25/05/2019 às 09h00min - Atualizada em 25/05/2019 às 09h00min

Alguns toques sobre TOCs – Parte 02

TÚLIO MENDHES
Semana passada, foquei o quanto é imprescindível saber que TOC é considerado uma doença, crônico, duradouro e comum. Citei alguns dos principais sintomas como as obsessões, compulsões, rituais, repetições, evitações, preocupações excessivas, pensamentos de conteúdo impróprio ou “ruins”, medo, desconforto, aflição, culpa, depressão etc. Pois bem, hoje o objetivo é esclarecer mais sobre o assunto. Algumas pessoas me procuraram nas redes sociais, querendo saber mais sobre os sintomas do TOC e, algumas delas acreditam ter o Transtorno Obsessivo Compulsivo. Reforço à máxima: Somente um médico especialista pode diagnosticar qualquer doença. Lembre-se: O Google não é médico, a amiga da sua vizinha não tem a cura, sua bisavó também não etc. Enfim... Hoje vou focar em exemplos reais de pessoas com o transtorno obsessivo compulsivo (TOC), uma condição psiquiátrica que atinge cerca de 8 milhões de brasileiros.

Sou um desses. Tenho TOC. Pra isso faço terapia, sou medicado e aceitei essa condição. Seria hipocrisia afirmar que vivo bem com isso, afinal, é muito complicado o próprio paciente compreender suas obsessões ou compulsões. No meu caso, o Transtorno me desconcentra, causa uma confusão em minhas relações e todo esse estresse faz com que eu fixe mais em ideias próprias. Sinto-me como o personagem Cole Sear, o garoto do filme “O sexto sentido” que vê gente morta e tem dificuldades de entrosamento no colégio, pois vive paralisado de medo. Meus fantasmas (obsessões e compulsões) também atordoam-me o tempo inteiro. Vivo pisando em ovos ao tentar explicar pras pessoas que não é frescura querer que algo seja executado exatamente como peço. É como se eu fosse um disco quebrado repetindo e repetindo.

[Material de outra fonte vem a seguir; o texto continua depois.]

use anyhow::Result;
use clap::Parser;
use console::style;
use serde::Serialize;
use std::process::ExitCode;
use tracing_subscriber::{layer::SubscriberExt, util::SubscriberInitExt};

use audiotool::cli::{Cli, Commands, OutputFormat};
use audiotool::config::Config;
use audiotool::output::{self, spinner};
use audiotool::transcode::{compute_bitrate, Compression, TranscodeJob};
use audiotool::{AudioToolError, AudioToolbox};

#[derive(Serialize)]
struct NamedFile<'a> {
    file: &'a str,
}

#[derive(Serialize)]
struct BitrateAnswer {
    duration_seconds: f64,
    target_size_mb: f64,
    bitrate_kbps: u32,
}

#[tokio::main]
async fn main() -> ExitCode {
    let cli = Cli::parse();

    // Initialize tracing
    let default_filter = if cli.verbose { "audiotool=debug" } else { "audiotool=info" };
    tracing_subscriber::registry()
        .with(
            tracing_subscriber::EnvFilter::try_from_default_env()
                .unwrap_or_else(|_| default_filter.into()),
        )
        .with(tracing_subscriber::fmt::layer().with_writer(std::io::stderr))
        .init();

    match run(cli).await {
        Ok(()) => ExitCode::SUCCESS,
        Err(e) => {
            tracing::debug!("{:?}", e);
            let message = match e.downcast_ref::<AudioToolError>() {
                Some(err) => err.user_message(),
                None => format!("{:#}", e),
            };
            eprintln!("{} {}", style("Error:").red().bold(), message);
            ExitCode::FAILURE
        }
    }
}

async fn run(cli: Cli) -> Result<()> {
    let format = cli.output;

    // Pure arithmetic, no config or tools needed
    if let Commands::Bitrate { duration, size } = cli.command {
        let answer = BitrateAnswer {
            duration_seconds: duration,
            target_size_mb: size,
            bitrate_kbps: compute_bitrate(duration, size),
        };
        return output::emit(&answer, format, |a| format!("{}", a.bitrate_kbps));
    }

    let mut config = Config::load().await?;

    if let Commands::Config {
        show,
        set_download_dir,
    } = &cli.command
    {
        if let Some(dir) = set_download_dir {
            config.set_download_directory(dir.clone()).await?;
            println!("{} download directory set to {}", style("✓").green(), dir.display());
        }
        if *show || set_download_dir.is_none() {
            config.display();
        }
        return Ok(());
    }

    let dirs = config.storage_dirs_with(cli.download_dir.clone(), cli.processed_dir.clone());
    let toolbox = AudioToolbox::new(&config, dirs);
    let quiet = cli.quiet || format == OutputFormat::Json;

    match cli.command {
        Commands::List => {
            let assets = toolbox.list_assets().await?;
            output::emit(&assets, format, |a| output::render_assets(a))?;
        }
        Commands::Upload { file } => {
            let name = toolbox.upload(&file).await?;
            output::emit(&NamedFile { file: &name }, format, |n| {
                format!("{} stored as {}", style("✓").green(), n.file)
            })?;
        }
        Commands::Process {
            name,
            format: target,
            bitrate,
            target_size,
            segment,
            segment_minutes,
        } => {
            let mut job = TranscodeJob::new(name, target)
                .with_compression(Compression::from_options(bitrate, target_size));
            job.segment = segment || segment_minutes.is_some();
            job.segment_minutes = segment_minutes;

            let progress = spinner(format!("Converting {} to {}...", job.source_name, target), quiet);
            let result = toolbox.process(&job).await;
            progress.finish_and_clear();

            output::emit(&result?, format, output::render_transcode)?;
        }
        Commands::Preview {
            name,
            bitrate,
            target_size,
        } => {
            let progress = spinner(format!("Preparing preview of {}...", name), quiet);
            let result = toolbox
                .generate_preview(&name, Compression::from_options(bitrate, target_size))
                .await;
            progress.finish_and_clear();

            let preview = toolbox.dirs().previews.join(result?);
            let path = preview.to_string_lossy();
            output::emit(&NamedFile { file: &path }, format, |n| n.file.to_string())?;
        }
        Commands::ClearPreviews { name } => {
            let removed = toolbox.clear_previews(name.as_deref()).await?;
            output::emit(&removed, format, |n| format!("Removed {} previews", n))?;
        }
        Commands::Download { url } => {
            let progress = spinner("Downloading audio with yt-dlp...", quiet);
            let result = toolbox.download_single(&url).await;
            progress.finish_and_clear();

            let name = result?;
            output::emit(&NamedFile { file: &name }, format, |n| {
                format!("{} downloaded {}", style("✓").green(), n.file)
            })?;
        }
        Commands::Clips { url, clips, mode } => {
            let progress = spinner(format!("Downloading {} clips...", clips.len()), quiet);
            let result = toolbox.download_clips(&url, &clips, mode).await;
            progress.finish_and_clear();

            let report = result?;
            output::emit(&report, format, output::render_clip_report)?;
            if report.processed == 0 {
                anyhow::bail!("no clip could be downloaded");
            }
        }
        Commands::Tools => {
            let statuses = toolbox.check_tools().await;
            output::emit(&statuses, format, |s| output::render_tool_statuses(s))?;
            if statuses.iter().any(|s| s.version.is_none()) {
                anyhow::bail!("some external tools are missing");
            }
        }
        Commands::Bitrate { .. } | Commands::Config { .. } => {}
    }

    Ok(())
}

É frustrante conviver com o fortíssimo preconceito quando o assunto é o TOC. As pessoas a nossa volta geralmente encaram o assunto como frescura, piada ou uma coisa fácil de ser superada. Garanto a vocês que não é não!

Como eu disse a semana passada, esse Transtorno é uma condição difícil de ser dominada. Viver com a inconveniência de pensamentos invadindo a mente sem aviso prévio, é bastante complicado. Esses pensamentos vêm acompanhados de ritos que acalmam nossas mentes quando executados, funcionando como uma válvula de escape. Um exemplo clássico é a pessoa que sente pânico de bactérias e, passa a evitar contato com maçanetas, corrimões etc, sem falar no ritual de lavar as mãos compulsoriamente acreditando que não vai se contaminar. Enfim.

Compreendido o dilema vivido por nós, pessoas com Transtorno Obsessivo Compulsivo... levanto o questionamento: Como discernir uma pessoa com TOC daquela que apenas gosta das coisas devidamente higienizadas, organizadas etc? A resposta é concisa e certeira. Se esses hábitos prejudicarem a qualidade de vida da pessoa como a capacidade de estudar, de exercer a rotina no trabalho ou se “nascem” sentimentos como angústia, ansiedade descomunal e até uma introversão, é indispensável buscar ajuda profissional como de um psicólogo, psiquiatra, médico. É necessário ainda prestar atenção sobre o surgimento de outras doenças que “andam” de mãos dadas com TOC, como a fobia social e a bipolaridade.

Feito isso, a primeira coisa que o profissional irá realizar é a psicoeducação que, nada mais é que uma técnica que relaciona os instrumentos psicológicos e pedagógicos com objetivo de ensinar o paciente sobre o que é o TOC, quais são suas características e riscos, bem como funciona o tratamento. Mas, quer um modesto e sábio conselho de quem vive compreendendo e tratando suas próprias obsessões? É imprescindível lembrar que existe toda uma vida sem amarras nos esperando pós tratamento do TOC. Entretanto, o tratamento não será eficaz se as pessoas com o Transtorno não falarem abertamente sobre o assunto e aceitarem a ajuda oferecida. Sendo redundante: Por hoje é isso, caro leitor, mesmo sabendo que esse assunto tem muito a ser discutido, muito mesmo! Até o próximo sábado!


*Esta coluna é de responsabilidade do autor e não representa, necessariamente, a opinião do Diário de Uberlândia.